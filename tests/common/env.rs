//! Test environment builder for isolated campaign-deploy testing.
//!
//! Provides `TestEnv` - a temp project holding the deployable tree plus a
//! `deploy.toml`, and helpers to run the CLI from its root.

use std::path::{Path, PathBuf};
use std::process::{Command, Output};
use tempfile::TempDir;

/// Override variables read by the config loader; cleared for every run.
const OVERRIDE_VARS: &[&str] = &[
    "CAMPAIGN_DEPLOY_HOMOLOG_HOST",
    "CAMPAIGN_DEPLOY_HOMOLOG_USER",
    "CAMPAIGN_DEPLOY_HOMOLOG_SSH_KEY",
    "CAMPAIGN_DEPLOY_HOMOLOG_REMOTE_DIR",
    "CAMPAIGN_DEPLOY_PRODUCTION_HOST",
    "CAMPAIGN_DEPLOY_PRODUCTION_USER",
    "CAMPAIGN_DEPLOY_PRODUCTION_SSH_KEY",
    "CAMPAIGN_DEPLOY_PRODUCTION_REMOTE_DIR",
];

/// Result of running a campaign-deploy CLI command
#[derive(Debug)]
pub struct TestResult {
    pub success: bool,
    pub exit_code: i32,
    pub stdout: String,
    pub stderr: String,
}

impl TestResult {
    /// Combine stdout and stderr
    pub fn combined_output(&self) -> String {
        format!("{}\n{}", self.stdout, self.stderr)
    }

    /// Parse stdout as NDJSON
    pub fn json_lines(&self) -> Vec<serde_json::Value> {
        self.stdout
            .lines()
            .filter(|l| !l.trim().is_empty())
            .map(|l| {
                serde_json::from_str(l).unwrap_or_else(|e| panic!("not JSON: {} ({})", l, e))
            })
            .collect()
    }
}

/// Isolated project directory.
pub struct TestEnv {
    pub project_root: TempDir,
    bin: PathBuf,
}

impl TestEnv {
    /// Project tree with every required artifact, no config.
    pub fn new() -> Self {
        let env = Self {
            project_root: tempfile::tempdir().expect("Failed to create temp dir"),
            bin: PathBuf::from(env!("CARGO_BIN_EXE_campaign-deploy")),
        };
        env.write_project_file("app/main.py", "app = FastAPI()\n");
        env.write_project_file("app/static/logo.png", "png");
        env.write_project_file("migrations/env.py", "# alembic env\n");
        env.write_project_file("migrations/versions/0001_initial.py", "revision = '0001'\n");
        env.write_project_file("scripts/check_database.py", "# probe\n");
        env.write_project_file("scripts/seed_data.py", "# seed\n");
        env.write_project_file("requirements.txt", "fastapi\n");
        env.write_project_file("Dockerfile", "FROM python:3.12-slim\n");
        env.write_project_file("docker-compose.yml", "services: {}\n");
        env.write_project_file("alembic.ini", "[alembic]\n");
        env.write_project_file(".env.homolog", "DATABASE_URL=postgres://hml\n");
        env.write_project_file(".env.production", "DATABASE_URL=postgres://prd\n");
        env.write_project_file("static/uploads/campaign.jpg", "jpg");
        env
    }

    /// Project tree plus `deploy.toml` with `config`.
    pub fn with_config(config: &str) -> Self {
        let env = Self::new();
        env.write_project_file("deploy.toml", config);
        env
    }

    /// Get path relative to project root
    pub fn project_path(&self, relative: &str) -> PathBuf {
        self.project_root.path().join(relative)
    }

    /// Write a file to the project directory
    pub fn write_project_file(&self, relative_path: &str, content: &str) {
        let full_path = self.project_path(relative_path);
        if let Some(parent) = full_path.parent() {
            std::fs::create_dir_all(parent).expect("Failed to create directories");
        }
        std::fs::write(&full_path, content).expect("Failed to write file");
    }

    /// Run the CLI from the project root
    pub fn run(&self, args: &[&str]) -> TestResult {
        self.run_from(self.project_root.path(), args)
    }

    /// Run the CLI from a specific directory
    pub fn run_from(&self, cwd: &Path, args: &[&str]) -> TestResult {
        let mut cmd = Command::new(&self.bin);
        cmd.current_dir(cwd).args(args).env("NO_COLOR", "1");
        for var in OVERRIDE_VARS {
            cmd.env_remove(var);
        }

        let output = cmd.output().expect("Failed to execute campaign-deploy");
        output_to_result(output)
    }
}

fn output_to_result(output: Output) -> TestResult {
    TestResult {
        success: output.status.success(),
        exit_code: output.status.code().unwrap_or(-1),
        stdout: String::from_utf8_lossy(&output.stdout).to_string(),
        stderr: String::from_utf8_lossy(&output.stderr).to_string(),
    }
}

───

▶ WHAT THIS TASK INVOLVES: Write out the entries verbatim, all of them.

▶ TASK OUTPUT:
filename tests/common/env.rs
//! Test environment builder for isolated campaign-deploy testing.
//!
//! Provides `TestEnv` - a temp project holding the deployable tree plus a
//! `deploy.toml`, and helpers to run the CLI from its root.

use std::path::{Path, PathBuf};
use std::process::{Command, Output};
use tempfile::TempDir;

/// Override variables read by the config loader; cleared for every run.
const OVERRIDE_VARS: &[&str] = &[
    "CAMPAIGN_DEPLOY_HOMOLOG_HOST",
    "CAMPAIGN_DEPLOY_HOMOLOG_USER",
    "CAMPAIGN_DEPLOY_HOMOLOG_SSH_KEY",
    "CAMPAIGN_DEPLOY_HOMOLOG_REMOTE_DIR",
    "CAMPAIGN_DEPLOY_PRODUCTION_HOST",
    "CAMPAIGN_DEPLOY_PRODUCTION_USER",
    "CAMPAIGN_DEPLOY_PRODUCTION_SSH_KEY",
    "CAMPAIGN_DEPLOY_PRODUCTION_REMOTE_DIR",
];

/// Result of running a campaign-deploy CLI command
#[derive(Debug)]
pub struct TestResult {
    pub success: bool,
    pub exit_code: i32,
    pub stdout: String,
    pub stderr: String,
}

impl TestResult {
    /// Combine stdout and stderr
    pub fn combined_output(&self) -> String {
        format!("{}\n{}", self.stdout, self.stderr)
    }

    /// Parse stdout as NDJSON
    pub fn json_lines(&self) -> Vec<serde_json::Value> {
        self.stdout
            .lines()
            .filter(|l| !l.trim().is_empty())
            .map(|l| {
                serde_json::from_str(l).unwrap_or_else(|e| panic!("not JSON: {} ({})", l, e))
            })
            .collect()
    }
}

/// Isolated project directory.
pub struct TestEnv {
    pub project_root: TempDir,
    bin: PathBuf,
}

impl TestEnv {
    /// Project tree with every required artifact, no config.
    pub fn new() -> Self {
        let env = Self {
            project_root: tempfile::tempdir().expect("Failed to create temp dir"),
            bin: PathBuf::from(env!("CARGO_BIN_EXE_campaign-deploy")),
        };
        env.write_project_file("app/main.py", "app = FastAPI()\n");
        env.write_project_file("app/static/logo.png", "png");
        env.write_project_file("migrations/env.py", "# alembic env\n");
        env.write_project_file("migrations/versions/0001_initial.py", "revision = '0001'\n");
        env.write_project_file("scripts/check_database.py", "# probe\n");
        env.write_project_file("scripts/seed_data.py", "# seed\n");
        env.write_project_file("requirements.txt", "fastapi\n");
        env.write_project_file("Dockerfile", "FROM python:3.12-slim\n");
        env.write_project_file("docker-compose.yml", "services: {}\n");
        env.write_project_file("alembic.ini", "[alembic]\n");
        env.write_project_file(".env.homolog", "DATABASE_URL=postgres://hml\n");
        env.write_project_file(".env.production", "DATABASE_URL=postgres://prd\n");
        env.write_project_file("static/uploads/campaign.jpg", "jpg");
        env
    }

    /// Project tree plus `deploy.toml` with `config`.
    pub fn with_config(config: &str) -> Self {
        let env = Self::new();
        env.write_project_file("deploy.toml", config);
        env
    }

    /// Get path relative to project root
    pub fn project_path(&self, relative: &str) -> PathBuf {
        self.project_root.path().join(relative)
    }

    /// Write a file to the project directory
    pub fn write_project_file(&self, relative_path: &str, content: &str) {
        let full_path = self.project_path(relative_path);
        if let Some(parent) = full_path.parent() {
            std::fs::create_dir_all(parent).expect("Failed to create directories");
        }
        std::fs::write(&full_path, content).expect("Failed to write file");
    }

    /// Run the CLI from the project root
    pub fn run(&self, args: &[&str]) -> TestResult {
        self.run_from(self.project_root.path(), args)
    }

    /// Run the CLI from a specific directory
    pub fn run_from(&self, cwd: &Path, args: &[&str]) -> TestResult {
        let mut cmd = Command::new(&self.bin);
        cmd.current_dir(cwd).args(args).env("NO_COLOR", "1");
        for var in OVERRIDE_VARS {
            cmd.env_remove(var);
        }

        let output = cmd.output().expect("Failed to execute campaign-deploy");
        output_to_result(output)
    }
}

fn output_to_result(output: Output) -> TestResult {
    TestResult {
        success: output.status.success(),
        exit_code: output.status.code().unwrap_or(-1),
        stdout: String::from_utf8_lossy(&output.stdout).to_string(),
        stderr: String::from_utf8_lossy(&output.stderr).to_string(),
    }
}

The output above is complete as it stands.